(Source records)

-----

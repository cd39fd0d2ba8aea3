//! Month grids for the holiday calendar.

use jiff::{ToSpan, civil::Date};

/// Six weeks of seven days.
pub const GRID_CELLS: usize = 42;

pub const WEEKDAYS: [&str; 7] = ["Sun", "Mon", "Tue", "Wed", "Thu", "Fri", "Sat"];

#[derive(Debug, Clone, Copy, PartialEq, Eq)]
pub enum DayCell {
    Blank,
    Day(Date),
}

impl DayCell {
    pub fn date(self) -> Option<Date> {
        match self {
            DayCell::Blank => None,
            DayCell::Day(day) => Some(day),
        }
    }
}

/// Lay out the month containing `reference` on a Sunday-first grid.
///
/// The grid always has [`GRID_CELLS`] cells: blanks up to the weekday of the
/// first, one cell per day, then blanks to fill the sixth week.
pub fn month_grid(reference: Date) -> [DayCell; GRID_CELLS] {
    let first = reference.first_of_month();
    let lead = first.weekday().to_sunday_zero_offset() as usize;
    let days = first.days_in_month() as usize;

    let mut cells = [DayCell::Blank; GRID_CELLS];
    for (cell, day) in cells[lead..].iter_mut().zip(first.series(1.day()).take(days)) {
        *cell = DayCell::Day(day);
    }
    cells
}

/// The displayed month and the chosen day. They move independently: paging
/// through months never changes the selection.
#[derive(Debug, Clone, Copy, PartialEq, Eq)]
pub struct CalendarState {
    pub reference: Date,
    pub selected: Date,
}

impl CalendarState {
    pub fn new(today: Date) -> Self {
        Self {
            reference: today,
            selected: today,
        }
    }

    pub fn grid(&self) -> [DayCell; GRID_CELLS] {
        month_grid(self.reference)
    }

    pub fn previous_month(&mut self) {
        let first = self.reference.first_of_month();
        self.reference = first.checked_sub(1.month()).unwrap_or(first);
    }

    pub fn next_month(&mut self) {
        let first = self.reference.first_of_month();
        self.reference = first.checked_add(1.month()).unwrap_or(first);
    }

    pub fn today(&mut self, today: Date) {
        *self = Self::new(today);
    }

    pub fn select(&mut self, day: Date) {
        self.selected = day;
    }

    pub fn selected_label(&self) -> String {
        day_label(self.selected)
    }

    pub fn month_label(&self) -> String {
        self.reference.strftime("%B %Y").to_string()
    }
}

/// `DD/MM/YYYY`, the format used across the portal.
pub fn day_label(day: Date) -> String {
    day.strftime("%d/%m/%Y").to_string()
}

#[cfg(test)]
mod tests {
    use super::*;
    use jiff::civil::date;
    use pretty_assertions::assert_eq;

    fn counts(cells: &[DayCell]) -> (usize, usize, usize) {
        let lead = cells.iter().take_while(|c| **c == DayCell::Blank).count();
        let days = cells.iter().filter(|c| c.date().is_some()).count();
        (lead, days, cells.len() - lead - days)
    }

    #[test]
    fn february_2026_starts_on_sunday() {
        assert_eq!(counts(&month_grid(date(2026, 2, 17))), (0, 28, 14));
    }

    #[test]
    fn january_2026_starts_on_thursday() {
        let grid = month_grid(date(2026, 1, 1));
        assert_eq!(counts(&grid), (4, 31, 7));
        assert_eq!(grid[4], DayCell::Day(date(2026, 1, 1)));
        assert_eq!(grid[34], DayCell::Day(date(2026, 1, 31)));
    }

    #[test]
    fn six_lead_blanks_and_31_days_still_fit() {
        // 2026-08-01 is a Saturday.
        assert_eq!(counts(&month_grid(date(2026, 8, 1))), (6, 31, 5));
    }

    #[test]
    fn every_month_fills_the_grid() {
        for year in 1900..=2100 {
            for month in 1..=12 {
                let first = date(year, month, 1);
                let grid = month_grid(first);
                let (lead, days, _) = counts(&grid);

                assert_eq!(lead, first.weekday().to_sunday_zero_offset() as usize);
                assert_eq!(days, first.days_in_month() as usize);
                assert!(grid[lead..lead + days].iter().all(|c| c.date().is_some()));
            }
        }
    }

    #[test]
    fn paging_back_and_forth_lands_on_the_first() {
        let mut state = CalendarState::new(date(2026, 3, 31));
        state.previous_month();
        assert_eq!(state.reference, date(2026, 2, 1));
        state.next_month();
        assert_eq!(state.reference, date(2026, 3, 1));

        let mut state = CalendarState::new(date(2026, 1, 15));
        state.previous_month();
        assert_eq!(state.reference, date(2025, 12, 1));
    }

    #[test]
    fn paging_keeps_the_selection() {
        let mut state = CalendarState::new(date(2026, 1, 15));
        state.select(date(2026, 1, 20));
        state.next_month();
        state.next_month();
        assert_eq!(state.selected, date(2026, 1, 20));

        state.today(date(2026, 1, 16));
        assert_eq!(state, CalendarState::new(date(2026, 1, 16)));
    }

    #[test]
    fn today_follows_the_clock_not_the_first_render() {
        let mut state = CalendarState::new(date(2026, 1, 31));
        state.next_month();
        state.select(date(2026, 2, 14));

        state.today(date(2026, 2, 1));
        assert_eq!(state.reference, date(2026, 2, 1));
        assert_eq!(state.selected, date(2026, 2, 1));
        assert_eq!(state.month_label(), "February 2026");
    }

    #[test]
    fn labels() {
        let state = CalendarState::new(date(2026, 1, 5));
        assert_eq!(state.selected_label(), "05/01/2026");
        assert_eq!(state.month_label(), "January 2026");
    }
}
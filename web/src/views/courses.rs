use crate::{
    backend::use_backend,
    toast::use_toast,
    views::components::{MutationNote, PageHeader, SearchInput, StatusBadge},
};
use api::CampusRepository;
use dioxus::prelude::*;
use jiff::Zoned;
use types::course::{ApprovalStatus, Course};
use ui::{
    EmptyState,
    mutation::{Change, MutationState, RecordSet},
};

#[component]
pub fn CourseApprovals() -> Element {
    let backend = use_backend();
    let mut toast = use_toast();
    let mut records = use_signal(RecordSet::<Course>::default);
    let mut query = use_signal(String::new);
    let mut loading = use_signal(|| true);
    let mut approved_today = use_signal({
        let backend = backend.clone();
        move || backend.local().approved_today(Zoned::now().date())
    });

    use_effect({
        let backend = backend.clone();
        move || {
            let backend = backend.clone();
            spawn(async move {
                loading.set(true);
                match backend.pending_courses().await {
                    Ok(courses) => records.write().replace_all(courses),
                    Err(e) => toast.error(e),
                }
                loading.set(false);
            });
        }
    });

    let decide = move |(id, status): (String, ApprovalStatus)| {
        // Decided courses leave the pending list.
        if !records.write().begin(&id, Change::Remove) {
            return;
        }
        let backend = backend.clone();
        spawn(async move {
            let result = match status {
                ApprovalStatus::Approved => backend.approve_course(&id).await,
                _ => backend.reject_course(&id).await,
            };
            if let Err(e) = result {
                tracing::error!(%id, error = %e, "deciding course failed");
                records.write().reject(&id, e.to_string());
                toast.error(e);
                return;
            }
            records.write().apply(&id);
            if status == ApprovalStatus::Approved {
                match backend.local().record_approval(Zoned::now().date()) {
                    Ok(count) => approved_today.set(count),
                    Err(e) => tracing::warn!(error = %e, "could not persist approval count"),
                }
            }
            tracing::info!(%id, status = status.label(), "course decided");
            toast.success(format!("Course {}.", status.label().to_lowercase()));
        });
    };

    let pending = records.read().len();
    let shown: Vec<Course> = records
        .read()
        .visible()
        .filter(|c| c.matches(&query.read()))
        .cloned()
        .collect();

    rsx! {
        div {
            PageHeader {
                title: "Course Approvals",
                subtitle: "Review courses submitted by faculty.",
                SearchInput {
                    value: query(),
                    placeholder: "Search code, title, faculty, slot or status",
                    on_input: move |value| query.set(value),
                }
            }

            div { class: "stat-row",
                div { class: "stat-card",
                    span { class: "stat-value", "{pending}" }
                    span { class: "stat-label", "Pending" }
                }
                div { class: "stat-card",
                    span { class: "stat-value", "{approved_today}" }
                    span { class: "stat-label", "Approved Today" }
                }
            }

            if loading() {
                div { class: "loading", "Loading courses..." }
            } else if pending == 0 {
                EmptyState {
                    title: "All Caught Up",
                    detail: "There are no courses waiting for approval.",
                }
            } else if shown.is_empty() {
                div { class: "empty-message", "No courses match your search." }
            } else {
                div { class: "table-container",
                    table {
                        thead {
                            tr {
                                th { "Code" }
                                th { "Title" }
                                th { "Faculty" }
                                th { "Slot" }
                                th { "Seats" }
                                th { "Submitted" }
                                th { "Status" }
                                th { "Actions" }
                            }
                        }
                        tbody {
                            for course in shown {
                                CourseRow {
                                    key: "{course.id}",
                                    state: records.read().state(&course.id),
                                    course,
                                    on_decide: {
                                        let mut decide = decide.clone();
                                        move |decision: (String, ApprovalStatus)| decide(decision)
                                    },
                                }
                            }
                        }
                    }
                }
            }
        }
    }
}

#[component]
fn CourseRow(
    course: Course,
    state: MutationState,
    on_decide: EventHandler<(String, ApprovalStatus)>,
) -> Element {
    let busy = state.is_pending();
    let approve = (course.id.clone(), ApprovalStatus::Approved);
    let reject = (course.id.clone(), ApprovalStatus::Rejected);

    rsx! {
        tr {
            td { "{course.code}" }
            td { "{course.title}" }
            td { "{course.faculty}" }
            td { "{course.slot}" }
            td { "{course.seats}" }
            td { "{course.created_at}" }
            td {
                StatusBadge { status: course.approval_status }
            }
            td { class: "actions",
                button {
                    class: "btn btn-small btn-primary",
                    disabled: busy,
                    onclick: move |_| on_decide.call(approve.clone()),
                    "Approve"
                }
                button {
                    class: "btn btn-small btn-danger",
                    disabled: busy,
                    onclick: move |_| on_decide.call(reject.clone()),
                    "Reject"
                }
                MutationNote { state: state.clone() }
            }
        }
    }
}
impl CampusRepository for LocalRepository {
    async fn student_notices(&self) -> Result<Vec<Notice>> {
        Ok(self.read(|d| d.notices.clone()))
    }

    async fn attendance_confirmations(&self) -> Result<Vec<AttendanceConfirmation>> {
        Ok(self.read(|d| d.attendance_confirmations.clone()))
    }

    async fn slot_offerings(&self) -> Result<Vec<SlotOffering>> {
        Ok(self.read(|d| d.slot_offerings.clone()))
    }

    async fn enrollments(&self) -> Result<Vec<Enrollment>> {
        Ok(self.read(|d| d.enrollments.clone()))
    }

    async fn request_enrollment(&self, slot: &str, course_id: &str) -> Result<Enrollment> {
        self.write(|d| {
            let offered = d
                .slot_offerings
                .iter()
                .find(|o| o.slot == slot)
                .and_then(|o| o.courses.iter().find(|c| c.id == course_id))
                .ok_or_else(|| err!("course {course_id} is not offered in slot {slot}"))?;
            if offered.is_full() {
                return Err(err!("{} has no seats left", offered.code));
            }
            if d
                .enrollments
                .iter()
                .any(|e| e.slot == slot && e.status != ApprovalStatus::Rejected)
            {
                return Err(err!("slot {slot} already has an enrollment request"));
            }

            let enrollment = Enrollment {
                slot: slot.to_string(),
                course_id: course_id.to_string(),
                status: ApprovalStatus::Pending,
            };
            d.enrollments.retain(|e| e.slot != slot);
            d.enrollments.push(enrollment.clone());
            Ok(enrollment)
        })
    }

    async fn teacher_courses(&self) -> Result<Vec<Course>> {
        Ok(self.read(|d| d.teacher_courses.clone()))
    }

    async fn course_students(&self, course_id: &str) -> Result<Vec<Student>> {
        Ok(self.read(|d| d.rosters.get(course_id).cloned().unwrap_or_default()))
    }

    async fn approved_ods(&self) -> Result<Vec<OdRecord>> {
        Ok(self.read(|d| d.ods.clone()))
    }

    async fn submit_attendance(&self, submission: &AttendanceSubmission) -> Result<()> {
        self.write(|d| {
            d.attendance_log
                .retain(|s| !(s.course_id == submission.course_id && s.date == submission.date));
            d.attendance_log.push(submission.clone());
            Ok(())
        })
    }

    async fn submit_marks(&self, submission: &MarksSubmission) -> Result<()> {
        self.write(|d| {
            d.marks_log.push(submission.clone());
            Ok(())
        })
    }

    async fn teacher_notifications(&self) -> Result<Vec<TeacherNotification>> {
        Ok(self.read(|d| d.notifications.clone()))
    }

    async fn mark_notification_read(&self, id: &str) -> Result<()> {
        self.write(|d| {
            let notification = d
                .notifications
                .iter_mut()
                .find(|n| n.id == id)
                .ok_or_else(|| err!("notification {id} not found"))?;
            notification.status = ReadStatus::Read;
            Ok(())
        })
    }

    async fn room_requests(&self) -> Result<Vec<RoomRequest>> {
        Ok(self.read(|d| {
            d.room_requests
                .iter()
                .filter(|r| r.requested_by == seed::PROFILE_NAME)
                .cloned()
                .collect()
        }))
    }

    async fn classrooms(&self) -> Result<Vec<Classroom>> {
        Ok(self.read(|d| d.classrooms.clone()))
    }

    async fn create_room_request(&self, request: &NewRoomRequest) -> Result<RoomRequest> {
        if request.end_at <= request.start_at {
            return Err(err!("end time must be after the start time"));
        }

        self.write(|d| {
            let room = d
                .classrooms
                .iter()
                .find(|c| c.code == request.classroom_id)
                .ok_or_else(|| err!("classroom {} not found", request.classroom_id))?;
            if request.expected_students > room.capacity {
                return Err(err!(
                    "expected students ({}) exceed classroom capacity ({})",
                    request.expected_students,
                    room.capacity
                ));
            }

            let created = request
                .clone()
                .into_request(Uuid::new_v4().to_string(), seed::PROFILE_NAME);
            d.room_requests.push(created.clone());
            Ok(created)
        })
    }

    async fn all_room_requests(&self) -> Result<Vec<RoomRequest>> {
        Ok(self.read(|d| d.room_requests.clone()))
    }

    async fn approve_room_request(&self, id: &str) -> Result<()> {
        self.decide_room_request(id, ApprovalStatus::Approved)
    }

    async fn reject_room_request(&self, id: &str) -> Result<()> {
        self.decide_room_request(id, ApprovalStatus::Rejected)
    }

    async fn pending_courses(&self) -> Result<Vec<Course>> {
        Ok(self.read(|d| d.pending_courses.clone()))
    }

    async fn approve_course(&self, id: &str) -> Result<()> {
        self.decide_course(id, ApprovalStatus::Approved)
    }

    async fn reject_course(&self, id: &str) -> Result<()> {
        self.decide_course(id, ApprovalStatus::Rejected)
    }
}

-----

### [ACTIVITY]
Among the lines above, count those containing the string "await"; please give the count alone.

### [RESULT OF THE EXERCISE]
3